Dans ces conditions, il faut savoir raison garder, se poser les bonnes questions pour faire avancer les choses, au service des ménages et des entreprises.
Il est vrai que les banques ont déjà pris une série d’engagements forts : citons, entre autres, le report d’échéances des crédits amortissables pour une période de 3 mois, la couverture des besoins en fonds de roulement des entreprises, le lancement par la CCG d’un nouveau produit de garantie.

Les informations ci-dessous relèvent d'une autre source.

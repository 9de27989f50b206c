//! Background poll loop.
//!
//! The loop runs one cycle per period on a dedicated thread. The stop flag is checked at
//! the top of every cycle, and the inter-cycle sleep is a condition-variable wait, so a
//! stop request wakes the thread immediately instead of waiting out the period. A cycle
//! that is already running finishes before the thread exits.

use crate::config::ManagerConfig;
use crate::error::{Error, Result};
use std::sync::{Arc, Condvar, Mutex, PoisonError};
use std::thread::{self, JoinHandle};
use std::time::{Duration, Instant};
use tracing::{debug, error, info, trace, warn};

/// Lifecycle of the poll loop: `Idle → Running → Stopped`.
///
/// `Stopped` is terminal; a stopped loop cannot be restarted.
#[derive(Clone, Copy, Debug, PartialEq, Eq)]
pub enum PollState {
    Idle,
    Running,
    Stopped,
}

struct StopSignal {
    requested: Mutex<bool>,
    wake: Condvar,
}

impl StopSignal {
    fn new() -> Self {
        Self {
            requested: Mutex::new(false),
            wake: Condvar::new(),
        }
    }

    fn request(&self) {
        *self.requested.lock().unwrap_or_else(PoisonError::into_inner) = true;
        self.wake.notify_all();
    }

    fn is_requested(&self) -> bool {
        *self.requested.lock().unwrap_or_else(PoisonError::into_inner)
    }

    /// Sleep for up to `timeout`. Returns `true` if a stop was requested.
    fn wait(&self, timeout: Duration) -> bool {
        let guard = self.requested.lock().unwrap_or_else(PoisonError::into_inner);
        let (guard, _) = self
            .wake
            .wait_timeout_while(guard, timeout, |stop| !*stop)
            .unwrap_or_else(PoisonError::into_inner);
        *guard
    }
}

pub(crate) struct PollLoop {
    state: PollState,
    signal: Arc<StopSignal>,
    handle: Option<JoinHandle<()>>,
}

impl PollLoop {
    pub(crate) fn new() -> Self {
        Self {
            state: PollState::Idle,
            signal: Arc::new(StopSignal::new()),
            handle: None,
        }
    }

    /// `Running` degrades to `Stopped` if the poll thread has exited on its own.
    pub(crate) fn state(&self) -> PollState {
        match &self.handle {
            Some(handle) if handle.is_finished() => PollState::Stopped,
            _ => self.state,
        }
    }

    /// Spawn the poll thread running `cycle` once per `config.poll_interval()`.
    pub(crate) fn start<F>(&mut self, config: &ManagerConfig, mut cycle: F) -> Result<()>
    where
        F: FnMut() + Send + 'static,
    {
        match self.state {
            PollState::Idle => {}
            PollState::Running => return Err(Error::AlreadyStarted),
            PollState::Stopped => return Err(Error::Stopped),
        }

        let signal = Arc::clone(&self.signal);
        let period = config.poll_interval();
        let slow = config.slow_cycle_threshold();
        let handle = thread::Builder::new()
            .name(config.thread_name.clone())
            .spawn(move || run(&signal, period, slow, &mut cycle))
            .map_err(Error::Spawn)?;

        info!(thread = %config.thread_name, ?period, "poll loop started");
        self.handle = Some(handle);
        self.state = PollState::Running;
        Ok(())
    }

    /// Request a stop and block until the poll thread has exited. Idempotent.
    pub(crate) fn stop(&mut self) {
        if let Some(handle) = self.request_stop() {
            join(handle);
        }
    }

    /// Request a stop and hand back the thread to join, so the caller can wait without
    /// holding whatever lock guards this loop.
    pub(crate) fn request_stop(&mut self) -> Option<JoinHandle<()>> {
        self.state = PollState::Stopped;
        let handle = self.handle.take()?;
        self.signal.request();
        Some(handle)
    }
}

/// Wait for the poll thread to exit. Called from the poll thread itself (a handler
/// stopping its own manager) it returns at once; the current cycle is the last.
pub(crate) fn join(handle: JoinHandle<()>) {
    if handle.thread().id() == thread::current().id() {
        debug!("stop requested from the poll thread; not joining");
        return;
    }
    if handle.join().is_err() {
        error!("poll thread panicked");
    }
    info!("poll loop stopped");
}

impl Drop for PollLoop {
    fn drop(&mut self) {
        self.stop();
    }
}

fn run(signal: &StopSignal, period: Duration, slow: Option<Duration>, cycle: &mut dyn FnMut()) {
    let mut cycles: u64 = 0;
    while !signal.is_requested() {
        let started = Instant::now();
        cycle();
        cycles += 1;

        let elapsed = started.elapsed();
        if let Some(limit) = slow {
            if elapsed > limit {
                warn!(?elapsed, ?limit, "poll cycle ran long; a device or handler may be stuck");
            }
        }
        trace!(cycle = cycles, ?elapsed, "poll cycle complete");

        if signal.wait(period.saturating_sub(elapsed)) {
            break;
        }
    }
    debug!(cycles, "poll thread exiting");
}
use std::time::Duration;
use stickpoll::backends::virtual_input::VirtualProvider;
use stickpoll::{DeviceId, FilteredListener, Manager};

fn main() -> stickpoll::Result<()> {
    tracing_subscriber::fmt().init();

    let stick = DeviceId::from_u128(0x5354_4943_4B00_0001);
    let throttle = DeviceId::from_u128(0x5354_4943_4B00_0002);
    let provider = VirtualProvider::new()
        .with_joystick(stick)
        .with_joystick(throttle);
    let input = provider.handle();

    let mgr = Manager::new(provider);
    mgr.start()?;
    mgr.create_keyboard(&())?;
    mgr.create_joysticks(&());

    for id in mgr.devices() {
        let info = mgr.device_info(id).expect("device was just created");
        println!("{}", serde_json::to_string_pretty(&info).expect("metadata serializes"));
    }

    let _all = mgr.register_handler(|dev: DeviceId, control: u32, value: u32| {
        println!("(all)   {dev}: {control} = {value}");
    })?;
    let _stick_only = mgr.register_handler(FilteredListener::device(
        stick,
        |_: DeviceId, control: u32, value: u32| println!("(stick) {control} = {value}"),
    ))?;

    // Inject some sample input
    input.set_axis(stick, 0, 200);
    input.press_button(stick, 1);
    input.set_axis(throttle, 2, 64);
    input.feed(DeviceId::SYS_KEYBOARD, 0x04, 1);

    std::thread::sleep(Duration::from_millis(100));
    Ok(())
}
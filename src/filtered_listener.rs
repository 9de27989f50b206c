use crate::device::DeviceId;
use crate::eventbus::InputHandler;

/// Wraps a handler and forwards only the changes a predicate accepts.
pub struct FilteredListener {
    predicate: Box<dyn Fn(DeviceId, u32, u32) -> bool + Send + Sync>,
    inner: Box<dyn InputHandler>,
}

impl FilteredListener {
    pub fn new(
        predicate: impl Fn(DeviceId, u32, u32) -> bool + Send + Sync + 'static,
        inner: impl InputHandler + 'static,
    ) -> Self {
        Self {
            predicate: Box::new(predicate),
            inner: Box::new(inner),
        }
    }

    /// Forward only changes coming from `device`.
    pub fn device(device: DeviceId, inner: impl InputHandler + 'static) -> Self {
        Self::new(move |from, _, _| from == device, inner)
    }
}

impl InputHandler for FilteredListener {
    fn on_input(&self, device: DeviceId, control: u32, value: u32) {
        if (self.predicate)(device, control, value) {
            self.inner.on_input(device, control, value);
        }
    }
}

#[cfg(test)]
mod tests {
    use super::*;
    use std::sync::{Arc, Mutex};

    #[test]
    fn device_filter_drops_other_devices() {
        let seen = Arc::new(Mutex::new(Vec::new()));
        let sink = Arc::clone(&seen);
        let pad = DeviceId::from_u128(7);
        let filtered = FilteredListener::device(pad, move |d: DeviceId, c: u32, v: u32| {
            sink.lock().unwrap().push((d, c, v));
        });

        filtered.on_input(DeviceId::SYS_KEYBOARD, 4, 1);
        filtered.on_input(pad, 2, 128);

        assert_eq!(*seen.lock().unwrap(), vec![(pad, 2, 128)]);
    }
}
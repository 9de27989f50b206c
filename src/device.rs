//! Device identity and the device capability.
//!
//! A [`DeviceId`] is a 128-bit identity, printed in the usual GUID text form. The
//! keyboard always uses the well-known [`DeviceId::SYS_KEYBOARD`]; joystick ids are
//! assigned by the provider when it enumerates.

use crate::error::DeviceError;
use crate::metadata::{DeviceInfo, ObjectInfo};
use serde::{Deserialize, Deserializer, Serialize, Serializer};
use std::fmt;
use std::str::FromStr;

/// Opaque, process-stable identity of one physical input device.
#[derive(Clone, Copy, Debug, PartialEq, Eq, PartialOrd, Ord, Hash)]
pub struct DeviceId(u128);

impl DeviceId {
    /// Well-known identity of the system keyboard (`6F1D2B61-D5A0-11CF-BFC7-444553540000`).
    pub const SYS_KEYBOARD: DeviceId = DeviceId(0x6F1D2B61_D5A0_11CF_BFC7_444553540000);

    pub const fn from_u128(raw: u128) -> Self {
        DeviceId(raw)
    }

    pub const fn as_u128(self) -> u128 {
        self.0
    }

    /// Stable id derived from arbitrary bytes (e.g. an OS device path), FNV-1a 128.
    pub fn derive(bytes: &[u8]) -> Self {
        const OFFSET: u128 = 0x6c62272e_07bb0142_62b82175_6295c58d;
        const PRIME: u128 = 0x00000000_01000000_00000000_0000013B;
        let hash = bytes
            .iter()
            .fold(OFFSET, |h, b| (h ^ u128::from(*b)).wrapping_mul(PRIME));
        DeviceId(hash)
    }
}

impl fmt::Display for DeviceId {
    fn fmt(&self, f: &mut fmt::Formatter<'_>) -> fmt::Result {
        let v = self.0;
        write!(
            f,
            "{:08X}-{:04X}-{:04X}-{:04X}-{:012X}",
            (v >> 96) as u32,
            (v >> 80) as u16,
            (v >> 64) as u16,
            (v >> 48) as u16,
            v & 0xFFFF_FFFF_FFFF
        )
    }
}

/// Error returned when parsing a [`DeviceId`] from text.
#[derive(Debug, Clone, PartialEq, Eq, thiserror::Error)]
#[error("invalid device id {0:?}: expected XXXXXXXX-XXXX-XXXX-XXXX-XXXXXXXXXXXX")]
pub struct ParseDeviceIdError(String);

impl FromStr for DeviceId {
    type Err = ParseDeviceIdError;

    fn from_str(s: &str) -> Result<Self, Self::Err> {
        let err = || ParseDeviceIdError(s.to_string());
        let trimmed = s.trim();
        let inner = trimmed
            .strip_prefix('{')
            .and_then(|rest| rest.strip_suffix('}'))
            .unwrap_or(trimmed);

        let groups: Vec<&str> = inner.split('-').collect();
        let widths = [8usize, 4, 4, 4, 12];
        if groups.len() != widths.len() {
            return Err(err());
        }

        let mut raw: u128 = 0;
        for (group, width) in groups.iter().zip(widths) {
            if group.len() != width || !group.chars().all(|c| c.is_ascii_hexdigit()) {
                return Err(err());
            }
            let value = u64::from_str_radix(group, 16).map_err(|_| err())?;
            raw = (raw << (width * 4)) | u128::from(value);
        }
        Ok(DeviceId(raw))
    }
}

impl Serialize for DeviceId {
    fn serialize<S: Serializer>(&self, serializer: S) -> Result<S::Ok, S::Error> {
        serializer.collect_str(self)
    }
}

impl<'de> Deserialize<'de> for DeviceId {
    fn deserialize<D: Deserializer<'de>>(deserializer: D) -> Result<Self, D::Error> {
        let text = String::deserialize(deserializer)?;
        text.parse().map_err(serde::de::Error::custom)
    }
}

/// The closed set of device classes the manager creates.
#[derive(Clone, Copy, Debug, PartialEq, Eq, Hash, Serialize, Deserialize)]
#[serde(rename_all = "lowercase")]
pub enum DeviceKind {
    Keyboard,
    Joystick,
}

/// An opened device handle owned by the manager's device table.
///
/// Dropping the value releases the underlying OS handle.
pub trait Device: Send {
    /// Drain pending input and report every `(control_id, value)` change to `sink`.
    ///
    /// Called once per poll cycle on the poll thread. An error skips this device for
    /// the current cycle only.
    fn process_events(&mut self, sink: &mut dyn FnMut(u32, u32)) -> Result<(), DeviceError>;

    fn info(&self) -> Option<DeviceInfo>;

    /// Describe one control (`object_id` is the same id passed to `process_events` sinks).
    /// `None` for ids the device does not expose.
    fn object_info(&self, object_id: u32) -> Option<ObjectInfo>;
}
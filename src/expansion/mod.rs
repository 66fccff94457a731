//! Tour-to-path expansion.
//!
//! - [`expand_tour`] — maps a solved visitation order back onto the
//!   concrete sequence of network nodes, for rendering and export
//! - [`ExpandedTour`] / [`TourLeg`] — the expanded result

mod expand;

pub use expand::{expand_tour, ExpandError, ExpandedTour, TourLeg};
//! Held–Karp subset dynamic programming.
//!
//! State: (last-visited index, bitmask of visited non-start indices).
//! Base case: single-index masks cost `d(start, i)`. Transition: extend the
//! best predecessor state by one index. The table stores a predecessor per
//! state so the optimal order can be reconstructed. Always at least as
//! fast as exhaustive search and produces the identical optimal distance;
//! memory grows as n·2ⁿ, hence the capacity ceiling.

use crate::distance::DistanceMatrix;
use crate::models::{Algorithm, Tour};

use super::{validate, Deadline, SolveError, SolverOptions};

/// Masks processed between time-budget checks.
const DEADLINE_CHECK_MASK: usize = 0xFF;

/// Sentinel predecessor for base-case states.
const NO_PREDECESSOR: u8 = u8::MAX;

/// Solves the instance exactly with bitmask dynamic programming.
///
/// # Examples
///
/// ```
/// use road_tsp::distance::DistanceMatrix;
/// use road_tsp::solvers::{held_karp, SolverOptions};
///
/// let matrix = DistanceMatrix::from_data(4, vec![
///     0.0, 1.0, 2.0, 1.0,
///     1.0, 0.0, 1.0, 2.0,
///     2.0, 1.0, 0.0, 1.0,
///     1.0, 2.0, 1.0, 0.0,
/// ]).unwrap();
///
/// let tour = held_karp(&matrix, &SolverOptions::default()).unwrap();
/// assert!((tour.total_distance() - 4.0).abs() < 1e-10);
/// assert!(tour.is_optimal());
/// ```
pub fn held_karp(matrix: &DistanceMatrix, options: &SolverOptions) -> Result<Tour, SolveError> {
    validate(matrix, options)?;

    let n = matrix.size();
    if n > options.held_karp_limit() {
        return Err(SolveError::ProblemTooLarge {
            algorithm: Algorithm::HeldKarp,
            size: n,
            limit: options.held_karp_limit(),
        });
    }

    let deadline = Deadline::start(options.time_budget());
    let start = options.start();
    let cities: Vec<usize> = (0..n).filter(|&i| i != start).collect();
    let m = cities.len();
    let full: usize = 1 << m;

    // cost[mask * m + k]: cheapest way to leave start, visit exactly the
    // cities in `mask`, and stand at city k.
    let mut cost = vec![f64::INFINITY; full * m];
    let mut parent = vec![NO_PREDECESSOR; full * m];

    for k in 0..m {
        cost[(1 << k) * m + k] = matrix.get(start, cities[k]);
    }

    for mask in 1..full {
        if mask & DEADLINE_CHECK_MASK == 0 && deadline.exceeded() {
            return Err(SolveError::TimeLimitExceeded {
                algorithm: Algorithm::HeldKarp,
                budget: deadline.budget(),
            });
        }
        if mask.count_ones() < 2 {
            continue; // base cases
        }

        for k in 0..m {
            if mask & (1 << k) == 0 {
                continue;
            }
            let prev_mask = mask & !(1 << k);
            let mut best = f64::INFINITY;
            let mut best_prev = NO_PREDECESSOR;

            for j in 0..m {
                if prev_mask & (1 << j) == 0 {
                    continue;
                }
                let candidate = cost[prev_mask * m + j] + matrix.get(cities[j], cities[k]);
                if candidate < best {
                    best = candidate;
                    best_prev = j as u8;
                }
            }

            cost[mask * m + k] = best;
            parent[mask * m + k] = best_prev;
        }
    }

    // Close the cycle back to the start.
    let full_mask = full - 1;
    let mut best_distance = f64::INFINITY;
    let mut last = 0;
    for k in 0..m {
        let candidate = cost[full_mask * m + k] + matrix.get(cities[k], start);
        if candidate < best_distance {
            best_distance = candidate;
            last = k;
        }
    }

    // Walk predecessors from the final state back to the base case.
    let mut reversed = Vec::with_capacity(m);
    let mut mask = full_mask;
    let mut k = last;
    loop {
        reversed.push(cities[k]);
        let next_mask = mask & !(1 << k);
        if next_mask == 0 {
            break;
        }
        k = parent[mask * m + k] as usize;
        mask = next_mask;
    }

    let mut order = Vec::with_capacity(n + 1);
    order.push(start);
    order.extend(reversed.into_iter().rev());
    order.push(start);

    Ok(Tour::new(
        order,
        best_distance,
        deadline.elapsed(),
        Algorithm::HeldKarp,
    ))
}

#[cfg(test)]
mod tests {
    use std::time::Duration;

    use super::super::tests::{assert_hamiltonian, ring_matrix};
    use super::super::{brute_force, tour_distance};
    use super::*;

    #[test]
    fn test_two_points() {
        let matrix = ring_matrix(2);
        let tour = held_karp(&matrix, &SolverOptions::default()).expect("solves");
        assert_eq!(tour.order(), &[0, 1, 0]);
        assert!((tour.total_distance() - 2.0).abs() < 1e-10);
    }

    #[test]
    fn test_ring_optimum() {
        let matrix = ring_matrix(5);
        let tour = held_karp(&matrix, &SolverOptions::default()).expect("solves");
        assert_eq!(tour.total_distance(), 5.0);
        assert_hamiltonian(tour.order(), 5, 0);
        // The reconstructed order's distance matches the reported optimum.
        assert!((tour_distance(tour.order(), &matrix) - tour.total_distance()).abs() < 1e-10);
    }

    #[test]
    fn test_matches_brute_force() {
        // An asymmetric-looking but symmetric instance with distinct optima.
        let matrix = DistanceMatrix::from_data(
            6,
            vec![
                0.0, 3.0, 9.0, 8.0, 5.0, 6.0, //
                3.0, 0.0, 4.0, 7.0, 9.0, 2.0, //
                9.0, 4.0, 0.0, 3.0, 8.0, 7.0, //
                8.0, 7.0, 3.0, 0.0, 4.0, 9.0, //
                5.0, 9.0, 8.0, 4.0, 0.0, 3.0, //
                6.0, 2.0, 7.0, 9.0, 3.0, 0.0, //
            ],
        )
        .expect("valid");
        let options = SolverOptions::default();

        let exhaustive = brute_force(&matrix, &options).expect("solves");
        let dynamic = held_karp(&matrix, &options).expect("solves");
        assert!((exhaustive.total_distance() - dynamic.total_distance()).abs() < 1e-9);
        assert_hamiltonian(dynamic.order(), 6, 0);
    }

    #[test]
    fn test_nonzero_start() {
        let matrix = ring_matrix(6);
        let options = SolverOptions::default().with_start(2);
        let tour = held_karp(&matrix, &options).expect("solves");
        assert_hamiltonian(tour.order(), 6, 2);
        assert_eq!(tour.total_distance(), 6.0);
    }

    #[test]
    fn test_problem_too_large() {
        let matrix = ring_matrix(19);
        let err = held_karp(&matrix, &SolverOptions::default()).expect_err("refuses");
        assert_eq!(
            err,
            SolveError::ProblemTooLarge {
                algorithm: Algorithm::HeldKarp,
                size: 19,
                limit: 18,
            }
        );
    }

    #[test]
    fn test_time_limit_exceeded() {
        let matrix = ring_matrix(17);
        let options = SolverOptions::default().with_time_budget(Duration::ZERO);
        let err = held_karp(&matrix, &options).expect_err("times out");
        assert!(matches!(
            err,
            SolveError::TimeLimitExceeded {
                algorithm: Algorithm::HeldKarp,
                ..
            }
        ));
    }
}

Ces engagements ont été réitérés par la lettre du GPBM signée des mains d’Othman Benjelloun, président du groupement, et Mohamed El Kettani, vice-président délégué : «Nous saisissons cette occasion pour nous adresser directement à chaque entreprise et à chaque ménage touchés (...) pour renouveler l'engagement et la mobilisation de toutes les banques pour leur apporter soutien et appui».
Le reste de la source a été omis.